Hanya saja, dalam surat itu juga ada salam dari Paman Si Mata. Satu hal yang membuat mereka agak heran adalah Paman Qianhe malah menerima pesanan dari bekas dinasti Qing.

Melihat jalannya kisah, jelas ini pasti soal kisah zombie keluarga kerajaan. Sebagai loyalis Qing garis keras, siapa pun tak bisa membujuk Qianhe.

“Bodoh betul, cari mati sendiri!”

“Jangan begitu. Memang Paman Qianhe agak setia buta, tapi orangnya baik. Buktinya, bunga arwah ungu itu langsung diberikan pada kita tanpa ragu. Kita mesti cari cara agar ia selamat dari bahaya ini.”

‘Su Qi Baik’ menasihati dengan nada khawatir. Tapi siapa tahu, Paman Qianhe mungkin sudah pergi jauh, atau bahkan sudah celaka.

“Biarkan Satuan Intelijen memantau. Sekarang jaringan kita kan mulai terbentuk. Sekalian uji efektivitasnya. Jika gagal, lebih baik Yu Fei berhenti saja, buang-buang sumber daya.”

Untung ‘Su Qi Jahat’ tidak jadi langsung memimpin Satuan Intelijen. Kalau iya, sebulan sekali pasti ganti kepala.

Mereka berdua menuju cabang organisasi di kota Ren—sebuah toko barang antik bertuliskan ‘Paviliun Bulan Baru’. Menurut perencanaan Su Qi, Satuan Intelijen terdiri dari tiga bagian utama.

Bagian intelijen, di permukaan adalah toko barang antik, sejatinya mengumpulkan informasi rahasia di seluruh tanah Shenzhou. Yu Xianfang menjadi kepala sementara semua ‘Paviliun Bulan Baru’.

Bagian perdagangan, ‘Paviliun Setengah Bulan’, mengurus bisnis di berbagai bidang, kelak berkembang ke seluruh negara dan mengumpulkan bahan langka untuk Su Qi. Kepala bagiannya adalah Yu Fei.

Bagian gelap, yaitu bagian pembunuhan, ‘Paviliun Bulan Purnama’, mengurus operasi pembunuhan—baik terhadap kekuatan Barat maupun kelak penjajah dari Timur. Kepala bagiannya, Su Qi sudah punya calon.

Namun, saat ini semua masih tahap awal, seluruh Satuan Intelijen dipimpin Yu Fei. Kelak, setelah berkembang, barulah dibagi.

Ambisi mudah tumbuh dari kekuasaan.

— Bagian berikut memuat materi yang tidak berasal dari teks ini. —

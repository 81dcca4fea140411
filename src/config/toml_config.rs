use crate::adapters::report::ReportFormat;
use crate::app::backends::BACKEND_NAMES;
use crate::core::fixtures::Fixtures;
use crate::core::scenario::Scenario;
use crate::core::Person;
use crate::utils::error::{HarnessError, Result};
use crate::utils::validation::{
    validate_non_empty_list, validate_one_of, validate_path, validate_positive_number,
    validate_single_characters, Validate,
};
use regex::Regex;
use serde::{Deserialize, Serialize};
use std::path::Path;
use std::sync::OnceLock;

#[derive(Debug, Clone, Serialize, Deserialize)]
pub struct TomlConfig {
    pub harness: HarnessSection,
    pub fixtures: Option<FixturesSection>,
    pub timing: Option<TimingSection>,
    pub report: Option<ReportSection>,
    pub monitoring: Option<MonitoringSection>,
}

#[derive(Debug, Clone, Serialize, Deserialize)]
pub struct HarnessSection {
    pub name: String,
    pub description: Option<String>,
    pub scenarios: Option<Vec<String>>,
    pub backends: Option<Vec<String>>,
}

#[derive(Debug, Clone, Default, Serialize, Deserialize)]
pub struct FixturesSection {
    pub prices: Option<Vec<i32>>,
    pub price_threshold: Option<i32>,
    pub price_factor: Option<f64>,
    pub expected_price_sum: Option<f64>,
    pub people: Option<Vec<Person>>,
    pub symbols: Option<Vec<String>>,
    pub names: Option<Vec<String>>,
    pub reverse_names: Option<Vec<String>>,
    pub name_length: Option<usize>,
}

#[derive(Debug, Clone, Serialize, Deserialize)]
pub struct TimingSection {
    pub enabled: Option<bool>,
    pub upper_bound: Option<i32>,
    pub backends: Option<Vec<String>>,
}

#[derive(Debug, Clone, Serialize, Deserialize)]
pub struct ReportSection {
    pub format: Option<String>,
    pub output_path: Option<String>,
}

#[derive(Debug, Clone, Serialize, Deserialize)]
pub struct MonitoringSection {
    pub enabled: bool,
}

fn env_var_pattern() -> &'static Regex {
    static PATTERN: OnceLock<Regex> = OnceLock::new();
    PATTERN.get_or_init(|| Regex::new(r"\$\{([^}]+)\}").expect("static pattern is valid"))
}

impl TomlConfig {
    /// 從 TOML 檔案載入配置
    pub fn from_file<P: AsRef<Path>>(path: P) -> Result<Self> {
        let content = std::fs::read_to_string(&path)?;
        Self::from_toml_str(&content)
    }

    /// 從 TOML 字串解析配置
    pub fn from_toml_str(content: &str) -> Result<Self> {
        let processed = Self::substitute_env_vars(content);

        toml::from_str(&processed).map_err(|e| HarnessError::ConfigValidationError {
            field: "toml_parsing".to_string(),
            message: format!("TOML parsing error: {}", e),
        })
    }

    /// 替換環境變數 (例如 ${TIMING_UPPER})，未設定的變數保持原樣
    fn substitute_env_vars(content: &str) -> String {
        env_var_pattern()
            .replace_all(content, |caps: &regex::Captures| {
                let var_name = &caps[1];
                std::env::var(var_name).unwrap_or_else(|_| format!("${{{}}}", var_name))
            })
            .into_owned()
    }

    pub fn scenarios(&self) -> Result<Option<Vec<Scenario>>> {
        self.harness
            .scenarios
            .as_ref()
            .map(|names| {
                names
                    .iter()
                    .map(|name| name.parse::<Scenario>())
                    .collect::<Result<Vec<_>>>()
            })
            .transpose()
    }

    pub fn backends(&self) -> Option<Vec<String>> {
        self.harness.backends.clone()
    }

    pub fn timing_enabled(&self) -> bool {
        self.timing
            .as_ref()
            .and_then(|t| t.enabled)
            .unwrap_or(true)
    }

    pub fn timing_upper(&self) -> Option<i32> {
        self.timing.as_ref().and_then(|t| t.upper_bound)
    }

    pub fn timed_backends(&self) -> Option<Vec<String>> {
        self.timing.as_ref().and_then(|t| t.backends.clone())
    }

    pub fn report_format(&self) -> Result<Option<ReportFormat>> {
        self.report
            .as_ref()
            .and_then(|r| r.format.as_deref())
            .map(str::parse::<ReportFormat>)
            .transpose()
    }

    pub fn output_path(&self) -> Option<&str> {
        self.report.as_ref().and_then(|r| r.output_path.as_deref())
    }

    pub fn monitoring_enabled(&self) -> bool {
        self.monitoring.as_ref().map(|m| m.enabled).unwrap_or(false)
    }

    /// Default fixtures with the `[fixtures]` overrides applied.
    pub fn fixtures(&self) -> Fixtures {
        let mut fixtures = Fixtures::default();
        let Some(section) = &self.fixtures else {
            return fixtures;
        };

        // 改了輸入卻沒給期望值時，只做 backend 之間的比對
        let price_inputs_changed = section.prices.is_some()
            || section.price_threshold.is_some()
            || section.price_factor.is_some();
        if price_inputs_changed {
            fixtures.expected_price_sum = None;
        }
        if let Some(expected) = section.expected_price_sum {
            fixtures.expected_price_sum = Some(expected);
        }

        if let Some(prices) = &section.prices {
            fixtures.prices = prices.clone();
        }
        if let Some(threshold) = section.price_threshold {
            fixtures.price_threshold = threshold;
        }
        if let Some(factor) = section.price_factor {
            fixtures.price_factor = factor;
        }
        if let Some(people) = &section.people {
            fixtures.people = people.clone();
        }
        if let Some(symbols) = &section.symbols {
            fixtures.symbols = symbols.clone();
        }
        if let Some(names) = &section.names {
            fixtures.names = names.clone();
        }
        if let Some(names) = &section.reverse_names {
            fixtures.reverse_names = names.clone();
        }
        if let Some(length) = section.name_length {
            fixtures.name_length = length;
        }
        fixtures
    }

    pub fn validate_config(&self) -> Result<()> {
        if self.harness.name.trim().is_empty() {
            return Err(HarnessError::MissingConfigError {
                field: "harness.name".to_string(),
            });
        }

        self.scenarios()?;

        if let Some(backends) = &self.harness.backends {
            validate_non_empty_list("harness.backends", backends)?;
            for backend in backends {
                validate_one_of("harness.backends", backend, &BACKEND_NAMES)?;
            }
        }

        if let Some(timing) = &self.timing {
            if let Some(upper) = timing.upper_bound {
                validate_positive_number("timing.upper_bound", i64::from(upper), 1)?;
            }
            if let Some(backends) = &timing.backends {
                for backend in backends {
                    validate_one_of("timing.backends", backend, &BACKEND_NAMES)?;
                }
            }
        }

        self.report_format()?;
        if let Some(path) = self.output_path() {
            validate_path("report.output_path", path)?;
        }

        if let Some(fixtures) = &self.fixtures {
            if let Some(symbols) = &fixtures.symbols {
                validate_single_characters("fixtures.symbols", symbols)?;
            }
            if let Some(length) = fixtures.name_length {
                validate_positive_number("fixtures.name_length", length as i64, 1)?;
            }
        }

        Ok(())
    }
}

impl Validate for TomlConfig {
    fn validate(&self) -> Result<()> {
        self.validate_config()
    }
}

#[cfg(test)]
mod tests {
    use super::*;
    use std::io::Write;
    use tempfile::NamedTempFile;

    #[test]
    fn test_parse_basic_toml_config() {
        let toml_content = r#"
[harness]
name = "basic"
scenarios = ["sum-filtered-scaled", "sort-ascending"]
backends = ["sequential", "parallel"]

[timing]
upper_bound = 1000
backends = ["sequential"]

[report]
format = "json"
output_path = "./reports"
"#;

        let config = TomlConfig::from_toml_str(toml_content).unwrap();

        assert_eq!(config.harness.name, "basic");
        assert_eq!(
            config.scenarios().unwrap().unwrap(),
            vec![Scenario::SumFilteredScaled, Scenario::SortAscending]
        );
        assert_eq!(config.timing_upper(), Some(1000));
        assert_eq!(config.report_format().unwrap(), Some(ReportFormat::Json));
        assert!(config.timing_enabled());
        assert!(!config.monitoring_enabled());
        assert!(config.validate().is_ok());
    }

    #[test]
    fn test_env_var_substitution() {
        std::env::set_var("STREAM_COMPARE_TEST_UPPER", "4242");

        let toml_content = r#"
[harness]
name = "env"

[timing]
upper_bound = ${STREAM_COMPARE_TEST_UPPER}
"#;

        let config = TomlConfig::from_toml_str(toml_content).unwrap();
        assert_eq!(config.timing_upper(), Some(4242));

        std::env::remove_var("STREAM_COMPARE_TEST_UPPER");
    }

    #[test]
    fn test_unset_env_var_is_left_in_place() {
        let toml_content = r#"
[harness]
name = "${STREAM_COMPARE_SURELY_UNSET_VAR}"
"#;
        let config = TomlConfig::from_toml_str(toml_content).unwrap();
        assert_eq!(config.harness.name, "${STREAM_COMPARE_SURELY_UNSET_VAR}");
    }

    #[test]
    fn test_config_validation() {
        let bad_backend = r#"
[harness]
name = "bad"
backends = ["gpu"]
"#;
        let config = TomlConfig::from_toml_str(bad_backend).unwrap();
        assert!(config.validate().is_err());

        let bad_scenario = r#"
[harness]
name = "bad"
scenarios = ["quicksort"]
"#;
        let config = TomlConfig::from_toml_str(bad_scenario).unwrap();
        assert!(matches!(
            config.validate(),
            Err(HarnessError::UnknownScenario { .. })
        ));

        let bad_upper = r#"
[harness]
name = "bad"

[timing]
upper_bound = 0
"#;
        let config = TomlConfig::from_toml_str(bad_upper).unwrap();
        assert!(config.validate().is_err());
    }

    #[test]
    fn test_fixture_overrides() {
        let toml_content = r#"
[harness]
name = "fixtures"

[fixtures]
prices = [100, 5]
symbols = ["x", "y", "x"]
people = [{ name = "Ann", age = 40 }, { name = "Bob", age = 30 }]
"#;
        let config = TomlConfig::from_toml_str(toml_content).unwrap();
        let fixtures = config.fixtures();

        assert_eq!(fixtures.prices, vec![100, 5]);
        assert_eq!(fixtures.expected_price_sum, None);
        assert_eq!(fixtures.symbols.len(), 3);
        assert_eq!(fixtures.people[1], Person::new("Bob", 30));
        assert_eq!(fixtures.names, crate::core::fixtures::names());
    }

    #[test]
    fn test_config_from_file() {
        let mut temp_file = NamedTempFile::new().unwrap();
        temp_file
            .write_all(b"[harness]\nname = \"file-test\"\n\n[monitoring]\nenabled = true\n")
            .unwrap();

        let config = TomlConfig::from_file(temp_file.path()).unwrap();
        assert_eq!(config.harness.name, "file-test");
        assert!(config.monitoring_enabled());
    }
}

Yu Fei sekarang dan nanti, entah apa akan tetap sama.

Setelah Yu Xianfang dengan hormat menerima kedua Su Qi di ‘Paviliun Bulan Baru’, ia tampak agak gugup—entah karena tegang atau apa. Meski sudah beberapa kali bertemu, ia tahu perubahan Su Qi karena latihan ilmu khusus.

Namun tetap saja sulit dipercaya. Selama melapor, ia tanpa sadar lebih dekat ke ‘Su Qi Baik’—yang satu ini lebih mudah diajak bicara, sedangkan yang satu lagi, wajahnya selalu masam, gampang naik tangan, dan benar-benar suka bertindak.

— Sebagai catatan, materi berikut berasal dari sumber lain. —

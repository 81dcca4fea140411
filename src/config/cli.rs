use clap::Parser;
use serde::{Deserialize, Serialize};

#[derive(Debug, Clone, Default, Serialize, Deserialize, Parser)]
#[command(name = "stream-compare")]
#[command(about = "Runs equivalent collection pipelines on several iterator backends and compares the results")]
pub struct CliConfig {
    /// Path to a TOML configuration file
    #[arg(short, long)]
    pub config: Option<String>,

    /// Scenarios to run (comma separated), default all
    #[arg(long = "scenario", value_delimiter = ',')]
    pub scenarios: Vec<String>,

    /// Backends to compare (comma separated), default all
    #[arg(long = "backend", value_delimiter = ',')]
    pub backends: Vec<String>,

    /// Backends measured by the timing scenarios, default all selected backends
    #[arg(long = "timed-backend", value_delimiter = ',')]
    pub timed_backends: Vec<String>,

    /// Exclusive upper bound of the timing range
    #[arg(long)]
    pub timing_upper: Option<i32>,

    #[arg(long, help = "Skip the timing scenarios")]
    pub skip_timing: bool,

    /// Report format: text, json or csv
    #[arg(long)]
    pub format: Option<String>,

    /// Directory to write report.<ext> into instead of stdout
    #[arg(short, long)]
    pub output: Option<String>,

    #[arg(short, long, help = "Enable verbose output")]
    pub verbose: bool,

    #[arg(long, help = "Log CPU and memory around timing runs")]
    pub monitor: bool,

    #[arg(long, help = "Emit logs as JSON")]
    pub json_logs: bool,
}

“Sudah, jangan menakutinya.”

‘Su Qi Baik’ menepuk bahu Yu Xianfang, lalu menyalurkan sedikit energi spiritual sebagai hadiah.

“Paman Qianhe butuh kabar secepatnya. Aku khawatir ia tak punya banyak waktu lagi.” Ucapnya penuh kekhawatiran, meski di telinga Yu Xianfang terdengar agak aneh—benar-benar perhatian pada Daozhang Qianhe, hanya saja caranya terlalu blak-blakan.

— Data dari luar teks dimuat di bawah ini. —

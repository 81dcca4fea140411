//! Built-in scenario inputs. TOML `[fixtures]` can override any of them.

use crate::core::comparator::Comparator;
use crate::domain::model::{IntOp, IntPredicate, Person, RangePipeline};

pub const PRICE_THRESHOLD: i32 = 20;
pub const PRICE_FACTOR: f64 = 0.9;
pub const EXPECTED_PRICE_SUM: f64 = 67.5;
pub const NAME_LENGTH: usize = 3;
pub const SYMBOL_SOURCE: &str = "abcdbcdcdd";

pub fn prices() -> Vec<i32> {
    vec![30, 17, 20, 15, 18, 45, 12]
}

pub fn people() -> Vec<Person> {
    vec![
        Person::new("John", 20),
        Person::new("Sara", 21),
        Person::new("Jane", 21),
        Person::new("Greg", 35),
    ]
}

pub fn names() -> Vec<String> {
    [
        "Brad", "Kate", "Kim", "Jack", "Joe", "Mike", "Susan", "George", "Robert", "Julia",
        "Parker", "Benson",
    ]
    .iter()
    .map(|name| name.to_string())
    .collect()
}

pub fn short_names() -> Vec<String> {
    names().into_iter().take(4).collect()
}

/// 把字串拆成單一字元的字串
pub fn split_symbols(source: &str) -> Vec<String> {
    source.chars().map(String::from).collect()
}

pub fn symbols() -> Vec<String> {
    split_symbols(SYMBOL_SOURCE)
}

pub fn age_diff_comparator() -> Comparator<Person> {
    Comparator::new("age_diff", Person::age_diff)
}

/// even -> +1 -> sum
pub fn timed_range_pipeline(upper: i32) -> RangePipeline {
    RangePipeline::new(upper)
        .filter(IntPredicate::DivisibleBy(2))
        .map(IntOp::Add(1))
}

/// even -> +1 -> divisible by 3 -> sum
pub fn timed_range_filtered_pipeline(upper: i32) -> RangePipeline {
    timed_range_pipeline(upper).filter(IntPredicate::DivisibleBy(3))
}

/// Owned inputs for one harness run.
#[derive(Debug, Clone, PartialEq)]
pub struct Fixtures {
    pub prices: Vec<i32>,
    pub price_threshold: i32,
    pub price_factor: f64,
    /// `None` 時只比較各 backend 之間是否一致
    pub expected_price_sum: Option<f64>,
    pub people: Vec<Person>,
    pub symbols: Vec<String>,
    pub names: Vec<String>,
    pub reverse_names: Vec<String>,
    pub name_length: usize,
}

impl Default for Fixtures {
    fn default() -> Self {
        Self {
            prices: prices(),
            price_threshold: PRICE_THRESHOLD,
            price_factor: PRICE_FACTOR,
            expected_price_sum: Some(EXPECTED_PRICE_SUM),
            people: people(),
            symbols: symbols(),
            names: names(),
            reverse_names: short_names(),
            name_length: NAME_LENGTH,
        }
    }
}

#[cfg(test)]
mod tests {
    use super::*;

    #[test]
    fn test_split_symbols() {
        let symbols = symbols();
        assert_eq!(symbols.len(), SYMBOL_SOURCE.len());
        assert_eq!(symbols[0], "a");
        assert_eq!(symbols[9], "d");
    }

    #[test]
    fn test_short_names() {
        assert_eq!(short_names(), vec!["Brad", "Kate", "Kim", "Jack"]);
    }
}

“Baik, kalau ada kabar, langsung saya laporkan. Paling lama tiga hari, jejak Daozhang Qianhe pasti diketahui.” Begitu janji Yu Xianfang.

Menjelajahi Paviliun Bulan Baru yang cukup luas, kedua Su Qi menghela napas. Mereka mengambil sebuah guci biru dan memainkannya. Meski sebagian besar barang di sini palsu, maklum saja, semua usaha awal memang penuh kesulitan.

Kedua kepala itu tiba-tiba menoleh, membuat Yu Xianfang kaget. Ia hanya mendengar suara tegas, "Ingat, semua Paviliun Bulan Baru ke depan jangan disewa, beli semua!"

Dulu pernah jadi budak kredit rumah, sekarang, Su Qi ingin jadi juragan kontrakan terbesar! Itulah obsesinya—dan kini jadi obsesi ganda!